* _Records to use_
====================
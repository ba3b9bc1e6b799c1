use task_board::db::models::api::Pagination;
use task_board::utils::order::{is_permutation, pull, push_unique, sort_by_order};
use task_board::utils::slug::slugify;
use uuid::Uuid;

#[test]
fn moving_a_card_between_columns() {
    let (a, b, c) = (Uuid::new_v4(), Uuid::new_v4(), Uuid::new_v4());
    let source = vec![a, b];
    let target = vec![c];

    let source = pull(&source, a);
    let target = push_unique(&target, a);

    assert_eq!(source, vec![b]);
    assert_eq!(target, vec![c, a]);
    // pushing twice does not duplicate
    assert_eq!(push_unique(&target, a), vec![c, a]);
}

#[test]
fn reorder_must_be_a_permutation() {
    let (a, b, c) = (Uuid::new_v4(), Uuid::new_v4(), Uuid::new_v4());
    assert!(is_permutation(&[a, b, c], &[c, a, b]));
    assert!(!is_permutation(&[a, b, c], &[a, b]));
    assert!(!is_permutation(&[a, b], &[a, b, c]));
    assert!(!is_permutation(&[a, b], &[a, a]));
}

#[test]
fn unordered_items_go_last() {
    let (a, b, c) = (Uuid::new_v4(), Uuid::new_v4(), Uuid::new_v4());
    let sorted = sort_by_order(vec![c, a, b], &[b, a], |id| *id);
    assert_eq!(sorted, vec![b, a, c]);
}

#[test]
fn pagination_meta() {
    let page = Pagination::new(2, 12, 30);
    assert_eq!(page.total_pages, 3);
    assert!(page.has_next);
    assert!(page.has_prev);

    let empty = Pagination::new(1, 12, 0);
    assert_eq!(empty.total_pages, 0);
    assert!(!empty.has_next);
}

#[test]
fn board_slugs() {
    assert_eq!(slugify("Product Roadmap 2025"), "product-roadmap-2025");
    assert_eq!(slugify("!!!"), "board");
}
====================
* _Task requirements_
Throughout the material above, find each line with "source" and return it.

* _Solved exercise_
    let source = vec![a, b];
    let source = pull(&source, a);
    assert_eq!(source, vec![b]);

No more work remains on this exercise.